Anthem

The children of the world are killing themselves by the thousands, and her daughter is missing. How can any of them be here, acting like the world hasn’t fallen off its axis, like they aren’t all careening toward extinction?

She stands, drops the wad of stained paper into the bowl, flushes. She can do this. She can win this. For her mother, who worked two jobs. For her father, who was never too busy to help her with her homework. For her sister, who died of ovarian cancer when she was twenty-seven, for Remy, for Hadrian, for Story.

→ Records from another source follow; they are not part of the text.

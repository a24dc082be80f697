//! Frame handlers for the echo responder

use async_trait::async_trait;
use rsocket::proto::{
    CancelFrame, FireAndForgetFrame, FrameFlags, FrameView, KeepaliveFrame, MetadataPushFrame,
    PayloadRegion, RequestResponseFrame, RequestStreamFrame, SetupFrame, Version,
    WriteableFrame,
};
use rsocket::{Connection, ConnectionError, Handler, HandlerError};
use tracing::{debug, info};

/// Most PAYLOAD frames sent for one REQUEST_STREAM
pub const MAX_STREAM_ITEMS: u32 = 64;

fn send_failed(e: ConnectionError) -> HandlerError {
    HandlerError::application(format!("Failed to send reply: {}", e))
}

/// Accepts SETUP frames for protocol 1.x
pub struct SetupHandler;

#[async_trait]
impl Handler<SetupFrame> for SetupHandler {
    async fn handle(&self, connection: &Connection, frame: SetupFrame) -> Result<(), HandlerError> {
        let version = frame.version();
        if version.major != Version::V1_0.major {
            return Err(HandlerError::new(
                rsocket::proto::ErrorCode::UnsupportedSetup,
                format!("Unsupported protocol version {}", version),
            ));
        }

        info!(
            connection = %connection.id(),
            %version,
            data_mime_type = %frame.data_mime_type(),
            keepalive = ?frame.keepalive_interval(),
            "Accepted setup"
        );
        Ok(())
    }
}

/// Answers KEEPALIVE frames that ask for a response
pub struct KeepaliveHandler;

#[async_trait]
impl Handler<KeepaliveFrame> for KeepaliveHandler {
    async fn handle(
        &self,
        connection: &Connection,
        frame: KeepaliveFrame,
    ) -> Result<(), HandlerError> {
        if !frame.respond() {
            return Ok(());
        }
        let reply = WriteableFrame::keepalive(0, frame.data(), false);
        connection.send(&reply).await.map_err(send_failed)?;
        Ok(())
    }
}

/// Replies to each request with its own payload
pub struct EchoHandler;

#[async_trait]
impl Handler<RequestResponseFrame> for EchoHandler {
    async fn handle(
        &self,
        connection: &Connection,
        frame: RequestResponseFrame,
    ) -> Result<(), HandlerError> {
        debug!(stream_id = frame.stream_id(), bytes = frame.data().len(), "Echoing request");
        let reply = WriteableFrame::payload(
            frame.stream_id(),
            frame.data(),
            frame.metadata(),
            FrameFlags::NEXT | FrameFlags::COMPLETE,
        );
        connection.send(&reply).await.map_err(send_failed)?;
        Ok(())
    }
}

/// Repeats the request payload once per requested item, then completes.
///
/// The whole stream goes out as one frame group.
pub struct RepeatHandler;

#[async_trait]
impl Handler<RequestStreamFrame> for RepeatHandler {
    async fn handle(
        &self,
        connection: &Connection,
        frame: RequestStreamFrame,
    ) -> Result<(), HandlerError> {
        let stream_id = frame.stream_id();
        let count = frame.initial_request_n().min(MAX_STREAM_ITEMS);
        if count == 0 {
            return Err(HandlerError::invalid("Initial request count must be positive"));
        }

        let (data, metadata) = (frame.data(), frame.metadata());
        let mut items: Vec<WriteableFrame> = (1..count)
            .map(|_| {
                WriteableFrame::payload(stream_id, data.clone(), metadata.clone(), FrameFlags::NEXT)
            })
            .collect();
        items.push(WriteableFrame::payload(
            stream_id,
            data,
            metadata,
            FrameFlags::NEXT | FrameFlags::COMPLETE,
        ));

        let first = items.remove(0);
        connection.send_group(&first, &items).await.map_err(send_failed)?;
        debug!(stream_id, count, "Completed stream");
        Ok(())
    }
}

/// Logs REQUEST_FNF frames
pub struct FireAndForgetLogger;

#[async_trait]
impl Handler<FireAndForgetFrame> for FireAndForgetLogger {
    async fn handle(
        &self,
        connection: &Connection,
        frame: FireAndForgetFrame,
    ) -> Result<(), HandlerError> {
        info!(
            connection = %connection.id(),
            stream_id = frame.stream_id(),
            "Fire-and-forget: {}",
            frame.data_utf8()
        );
        Ok(())
    }
}

/// Logs METADATA_PUSH frames
pub struct MetadataPushLogger;

#[async_trait]
impl Handler<MetadataPushFrame> for MetadataPushLogger {
    async fn handle(
        &self,
        connection: &Connection,
        frame: MetadataPushFrame,
    ) -> Result<(), HandlerError> {
        info!(connection = %connection.id(), "Metadata push: {}", frame.metadata_utf8());
        Ok(())
    }
}

/// Logs CANCEL frames; every stream is answered in full before the next frame is read
pub struct CancelLogger;

#[async_trait]
impl Handler<CancelFrame> for CancelLogger {
    async fn handle(
        &self,
        connection: &Connection,
        frame: CancelFrame,
    ) -> Result<(), HandlerError> {
        debug!(
            connection = %connection.id(),
            stream_id = frame.stream_id(),
            "Cancel for finished stream"
        );
        Ok(())
    }
}

/// Register every echo handler on `connection`
pub async fn register_all(connection: &Connection) {
    connection.handle_setup(SetupHandler).await;
    connection.handle_keepalive(KeepaliveHandler).await;
    connection.handle_metadata_push(MetadataPushLogger).await;
    connection.handle_request_response(EchoHandler).await;
    connection.handle_request_stream(RepeatHandler).await;
    connection.handle_fire_and_forget(FireAndForgetLogger).await;
    connection.handle_cancel(CancelLogger).await;
}
use ratatui::{
    layout::{Constraint, Rect},
    style::{Modifier, Style},
    text::{Line, Span},
    widgets::{Block, Borders, Cell, Paragraph, Row, Table},
    Frame,
};

use crate::ui::app::App;
use crate::ui::theme;
use crate::ui::util::{format_amount, parse_hex_color, truncate};

pub(crate) fn render(f: &mut Frame, area: Rect, app: &App) {
    if app.transactions.is_empty() {
        let msg = if !app.search_input.is_empty() {
            vec![
                Line::from(""),
                Line::from(Span::styled(
                    format!("No transactions matching '{}'", app.search_input),
                    theme::dim_style(),
                )),
                Line::from(""),
                Line::from(Span::styled(
                    "Press Esc to clear the search",
                    theme::dim_style(),
                )),
            ]
        } else {
            vec![
                Line::from(""),
                Line::from(Span::styled("No transactions yet", theme::dim_style())),
                Line::from(""),
                Line::from(Span::styled(
                    "Press a or use :add to record your first one",
                    theme::dim_style(),
                )),
            ]
        };
        let block = Block::default()
            .borders(Borders::ALL)
            .border_style(Style::default().fg(theme::OVERLAY))
            .title(Span::styled(
                " Transactions (0) ",
                Style::default()
                    .fg(theme::TEXT_DIM)
                    .add_modifier(Modifier::BOLD),
            ));
        f.render_widget(Paragraph::new(msg).centered().block(block), area);
        return;
    }

    let header_cells = ["Date", "Description", "Category", "Amount"]
        .iter()
        .map(|h| Cell::from(*h).style(theme::header_style()));
    let header = Row::new(header_cells).height(1);

    let rows: Vec<Row> = app
        .transactions
        .iter()
        .enumerate()
        .skip(app.transaction_scroll)
        .take(area.height.saturating_sub(3) as usize)
        .map(|(i, txn)| {
            let is_cursor = i == app.transaction_index;

            let cat_name = txn.category_name.as_deref().unwrap_or("—");
            let cat_color = txn
                .category_color
                .as_deref()
                .and_then(parse_hex_color)
                .unwrap_or(theme::TEXT_DIM);

            let amount_style = if txn.is_income() {
                theme::income_style()
            } else {
                theme::expense_style()
            };
            let sign = if txn.is_income() { "+" } else { "-" };
            let amount_str = format!("{sign}{}", format_amount(txn.amount));

            let style = if is_cursor {
                theme::selected_style()
            } else if i % 2 == 1 {
                theme::alt_row_style()
            } else {
                theme::normal_style()
            };

            Row::new(vec![
                Cell::from(format!("  {}", txn.date)),
                Cell::from(truncate(&txn.description, 40)),
                Cell::from(Span::styled(
                    truncate(cat_name, 17),
                    Style::default().fg(cat_color),
                )),
                Cell::from(Span::styled(amount_str, amount_style)),
            ])
            .style(style)
        })
        .collect();

    let widths = [
        Constraint::Length(14),
        Constraint::Min(20),
        Constraint::Length(18),
        Constraint::Length(14),
    ];

    let table = Table::new(rows, widths).header(header).block(
        Block::default()
            .borders(Borders::ALL)
            .border_style(Style::default().fg(theme::OVERLAY))
            .title(Span::styled(
                format!(
                    " Transactions ({}) {}",
                    app.transactions.len(),
                    if !app.search_input.is_empty() {
                        format!("search: '{}' ", app.search_input)
                    } else {
                        String::new()
                    }
                ),
                Style::default()
                    .fg(theme::TEXT_DIM)
                    .add_modifier(Modifier::BOLD),
            )),
    );

    f.render_widget(table, area);
}
use ratatui::{
    layout::{Constraint, Direction, Layout, Rect},
    style::{Modifier, Style},
    text::{Line, Span},
    widgets::{Block, Borders, Clear, Paragraph, Tabs},
    Frame,
};

use super::app::{App, InputMode, Screen};
use super::commands;
use super::forms::{BudgetField, TxnField};
use super::notice::Severity;
use super::theme;

pub(crate) fn render(f: &mut Frame, app: &App) {
    let chunks = Layout::default()
        .direction(Direction::Vertical)
        .constraints([
            Constraint::Length(1), // Tab bar
            Constraint::Min(5),    // Main content
            Constraint::Length(1), // Status bar
            Constraint::Length(1), // Message bar
        ])
        .split(f.area());

    render_tab_bar(f, chunks[0], app);
    render_screen(f, chunks[1], app);
    render_status_bar(f, chunks[2], app);
    render_message_bar(f, chunks[3], app);

    if app.transaction_form.is_some() {
        render_transaction_form(f, f.area(), app);
    } else if app.budget_form.is_some() {
        render_budget_form(f, f.area(), app);
    }

    if app.show_help {
        render_help_overlay(f, f.area());
    }
}

fn render_tab_bar(f: &mut Frame, area: Rect, app: &App) {
    let titles: Vec<Line> = Screen::all()
        .iter()
        .enumerate()
        .map(|(i, s)| {
            let num = format!("{}", i + 1);
            if *s == app.screen {
                Line::from(vec![
                    Span::styled(format!("{num}:"), Style::default().fg(theme::TEXT_DIM)),
                    Span::styled(
                        format!("{s}"),
                        Style::default()
                            .fg(theme::ACCENT)
                            .add_modifier(Modifier::BOLD),
                    ),
                ])
            } else {
                Line::from(Span::styled(
                    format!("{num}:{s}"),
                    Style::default().fg(theme::TEXT_DIM),
                ))
            }
        })
        .collect();

    let tabs = Tabs::new(titles)
        .divider(Span::styled(" | ", Style::default().fg(theme::OVERLAY)))
        .style(Style::default().bg(theme::HEADER_BG));

    f.render_widget(tabs, area);
}

fn render_screen(f: &mut Frame, area: Rect, app: &App) {
    match app.screen {
        Screen::Dashboard => super::screens::dashboard::render(f, area, app),
        Screen::Transactions => super::screens::transactions::render(f, area, app),
        Screen::Budgets => super::screens::budgets::render(f, area, app),
    }
}

fn render_status_bar(f: &mut Frame, area: Rect, app: &App) {
    let mode_label = format!(" {} ", app.input_mode);
    let mode_style = match app.input_mode {
        InputMode::Normal => Style::default()
            .fg(theme::HEADER_BG)
            .bg(theme::ACCENT)
            .add_modifier(Modifier::BOLD),
        InputMode::Command | InputMode::Form => Style::default()
            .fg(theme::HEADER_BG)
            .bg(theme::GREEN)
            .add_modifier(Modifier::BOLD),
        InputMode::Search => Style::default()
            .fg(theme::HEADER_BG)
            .bg(theme::YELLOW)
            .add_modifier(Modifier::BOLD),
        InputMode::Confirm => Style::default()
            .fg(theme::HEADER_BG)
            .bg(theme::RED)
            .add_modifier(Modifier::BOLD),
    };

    let info = format!(
        " {} | {} | {} | {} txns",
        app.profile_name, app.screen, app.current_month, app.transaction_count
    );

    let right = match app.screen {
        Screen::Dashboard => " H/L month | a add | ? help ",
        Screen::Transactions => " a add | D delete | /search | ? help ",
        Screen::Budgets => " a add budget | ? help ",
    };

    let available = area.width as usize;
    let used = mode_label.len() + info.len() + right.len();
    let pad = available.saturating_sub(used);

    let bar = Paragraph::new(Line::from(vec![
        Span::styled(&mode_label, mode_style),
        Span::styled(&info, theme::status_bar_style()),
        Span::styled(" ".repeat(pad), theme::status_bar_style()),
        Span::styled(right, theme::status_bar_style()),
    ]));
    f.render_widget(bar, area);
}

fn render_message_bar(f: &mut Frame, area: Rect, app: &App) {
    let (content, cursor_offset) = match app.input_mode {
        InputMode::Command => (
            Line::from(vec![
                Span::styled(":", Style::default().fg(theme::ACCENT)),
                Span::styled(&app.command_input, theme::command_bar_style()),
            ]),
            Some(1 + app.command_input.len() as u16),
        ),
        InputMode::Search => {
            let match_info = if !app.search_input.is_empty() {
                format!("  ({} matches)", app.transactions.len())
            } else {
                String::new()
            };
            (
                Line::from(vec![
                    Span::styled("/", Style::default().fg(theme::YELLOW)),
                    Span::styled(&app.search_input, theme::command_bar_style()),
                    Span::styled(match_info, theme::dim_style()),
                ]),
                Some(1 + app.search_input.len() as u16),
            )
        }
        InputMode::Confirm => (
            Line::from(vec![
                Span::styled(&app.confirm_message, Style::default().fg(theme::YELLOW)),
                Span::styled(" [y/N] ", Style::default().fg(theme::RED)),
            ]),
            None,
        ),
        InputMode::Normal | InputMode::Form => (
            match &app.notice {
                Some(notice) => {
                    let style = match notice.severity {
                        Severity::Default => theme::command_bar_style(),
                        Severity::Destructive => Style::default()
                            .fg(theme::RED)
                            .bg(theme::COMMAND_BG)
                            .add_modifier(Modifier::BOLD),
                    };
                    Line::from(Span::styled(notice.text(), style))
                }
                None => Line::from(Span::styled(
                    " Press : for commands, / to search, ? for help",
                    theme::dim_style(),
                )),
            },
            None,
        ),
    };

    let bar = Paragraph::new(content).style(Style::default().bg(theme::COMMAND_BG));
    f.render_widget(bar, area);

    if let Some(offset) = cursor_offset {
        f.set_cursor_position((area.x + offset, area.y));
    }
}

// ── Form popups ──────────────────────────────────────────────

fn form_field_line<'a>(label: &'a str, value: String, active: bool) -> Line<'a> {
    let marker = if active { "> " } else { "  " };
    let label_style = if active {
        Style::default()
            .fg(theme::ACCENT)
            .add_modifier(Modifier::BOLD)
    } else {
        theme::dim_style()
    };
    let value_style = if active {
        theme::normal_style().add_modifier(Modifier::UNDERLINED)
    } else {
        theme::normal_style()
    };
    Line::from(vec![
        Span::styled(marker, label_style),
        Span::styled(format!("{label:<12}"), label_style),
        Span::styled(value, value_style),
    ])
}

fn render_transaction_form(f: &mut Frame, area: Rect, app: &App) {
    let Some(form) = &app.transaction_form else {
        return;
    };

    let category_label = match form.category.and_then(|i| app.categories.get(i)) {
        Some(cat) => cat.name.clone(),
        None => "(uncategorized)".to_string(),
    };

    let lines = vec![
        Line::from(Span::styled(
            " Add Transaction ",
            Style::default()
                .fg(theme::ACCENT)
                .add_modifier(Modifier::BOLD),
        )),
        Line::from(""),
        form_field_line(
            TxnField::Description.label(),
            form.description.clone(),
            form.field == TxnField::Description,
        ),
        form_field_line(
            TxnField::Amount.label(),
            form.amount.clone(),
            form.field == TxnField::Amount,
        ),
        form_field_line(
            TxnField::Kind.label(),
            format!("{} (h/l to switch)", form.kind),
            form.field == TxnField::Kind,
        ),
        form_field_line(
            TxnField::Category.label(),
            format!("{category_label} (h/l to cycle)"),
            form.field == TxnField::Category,
        ),
        form_field_line(
            TxnField::Date.label(),
            form.date.clone(),
            form.field == TxnField::Date,
        ),
        Line::from(""),
        Line::from(Span::styled(
            " Tab/↓ next field | Enter save | Esc cancel ",
            theme::dim_style(),
        )),
    ];

    render_popup(f, area, lines, 52);
}

fn render_budget_form(f: &mut Frame, area: Rect, app: &App) {
    let Some(form) = &app.budget_form else {
        return;
    };

    let lines = vec![
        Line::from(Span::styled(
            " Add Budget Category ",
            Style::default()
                .fg(theme::ACCENT)
                .add_modifier(Modifier::BOLD),
        )),
        Line::from(""),
        form_field_line("Name", form.name.clone(), form.field == BudgetField::Name),
        form_field_line(
            "Limit",
            form.limit.clone(),
            form.field == BudgetField::Limit,
        ),
        Line::from(""),
        Line::from(Span::styled(
            " Tab next field | Enter save | Esc cancel ",
            theme::dim_style(),
        )),
    ];

    render_popup(f, area, lines, 48);
}

fn render_popup(f: &mut Frame, area: Rect, lines: Vec<Line>, width: u16) {
    let popup_height = (lines.len() as u16 + 2).min(area.height.saturating_sub(2));
    let popup_width = width.min(area.width.saturating_sub(4));
    let x = area.x + (area.width.saturating_sub(popup_width)) / 2;
    let y = area.y + (area.height.saturating_sub(popup_height)) / 2;
    let popup_area = Rect::new(x, y, popup_width, popup_height);

    f.render_widget(Clear, popup_area);
    let popup = Paragraph::new(lines).block(
        Block::default()
            .borders(Borders::ALL)
            .border_style(Style::default().fg(theme::ACCENT))
            .style(Style::default().bg(theme::HEADER_BG)),
    );
    f.render_widget(popup, popup_area);
}

fn render_help_overlay(f: &mut Frame, area: Rect) {
    let mut help_text = vec![
        Line::from(Span::styled(
            " FinDash Help ",
            Style::default()
                .fg(theme::ACCENT)
                .add_modifier(Modifier::BOLD),
        )),
        Line::from(""),
        Line::from(Span::styled(
            " Navigation",
            Style::default()
                .fg(theme::YELLOW)
                .add_modifier(Modifier::BOLD),
        )),
        Line::from(Span::styled(
            "  j/k or Up/Down   Move cursor           1-3        Switch tabs",
            theme::normal_style(),
        )),
        Line::from(Span::styled(
            "  Tab/Shift-Tab    Cycle tabs            g/G        Top/Bottom",
            theme::normal_style(),
        )),
        Line::from(Span::styled(
            "  H/L              Prev/Next month       Ctrl-d/u   Page Down/Up",
            theme::normal_style(),
        )),
        Line::from(""),
        Line::from(Span::styled(
            " Actions",
            Style::default()
                .fg(theme::YELLOW)
                .add_modifier(Modifier::BOLD),
        )),
        Line::from(Span::styled(
            "  :               Command mode           /          Search (live)",
            theme::normal_style(),
        )),
        Line::from(Span::styled(
            "  a               Add transaction/budget D          Delete transaction",
            theme::normal_style(),
        )),
        Line::from(Span::styled(
            "  Enter           Select/Confirm         Esc        Cancel/Back",
            theme::normal_style(),
        )),
        Line::from(""),
        Line::from(Span::styled(
            " Commands",
            Style::default()
                .fg(theme::YELLOW)
                .add_modifier(Modifier::BOLD),
        )),
    ];

    // Build command list dynamically from COMMANDS registry
    let mut seen = std::collections::HashSet::new();
    let mut cmd_lines: Vec<(&str, &str)> = Vec::new();
    for (&name, cmd) in commands::COMMANDS.iter() {
        if name.len() <= 2 {
            continue;
        }
        if seen.insert(cmd.description) {
            cmd_lines.push((name, cmd.description));
        }
    }
    cmd_lines.sort_by_key(|(name, _)| *name);
    for (name, desc) in &cmd_lines {
        help_text.push(Line::from(Span::styled(
            format!("  :{name:<22} {desc}"),
            theme::normal_style(),
        )));
    }

    help_text.push(Line::from(""));
    help_text.push(Line::from(Span::styled(
        " Press any key to close ",
        Style::default().fg(theme::TEXT_DIM),
    )));

    // Center the popup, clamped to terminal height
    let popup_height = (help_text.len() as u16 + 2).min(area.height.saturating_sub(2));
    let popup_width = 76.min(area.width.saturating_sub(4));
    let x = area.x + (area.width.saturating_sub(popup_width)) / 2;
    let y = area.y + (area.height.saturating_sub(popup_height)) / 2;
    let popup_area = Rect::new(x, y, popup_width, popup_height);

    f.render_widget(Clear, popup_area);
    let help = Paragraph::new(help_text).block(
        Block::default()
            .borders(Borders::ALL)
            .border_style(Style::default().fg(theme::ACCENT))
            .style(Style::default().bg(theme::HEADER_BG)),
    );
    f.render_widget(help, popup_area);
}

This is what winners do. They win.

She touches her hair, straightens her blouse, and then—taking control of her emotions, dropping them down a deep dark hole—she reaches for the door.

*



The gallery is packed when they reach the Senate hearing room, as if the town can sense that the end is near. All the seats are full, with standing room in the back. They have come to support her, to taunt her, or simply to catch the best drama in town. Margot keeps her eyes light as she enters, lets her lawyer lead the way to her seat. She pulls out her chair, aware of flashbulb pops, aware that her image is going out live. Smoothing her skirt, she becomes aware that Remy is still outside the doors of the hearing room. He is talking to a man in a black suit with an earwig. As they talk, Remy looks in Margot’s direction, eyes wide. But Margot doesn’t have time to process the look, because the Justice Committee chairman has entered. She stands respectfully as he takes his seat, bangs the gavel.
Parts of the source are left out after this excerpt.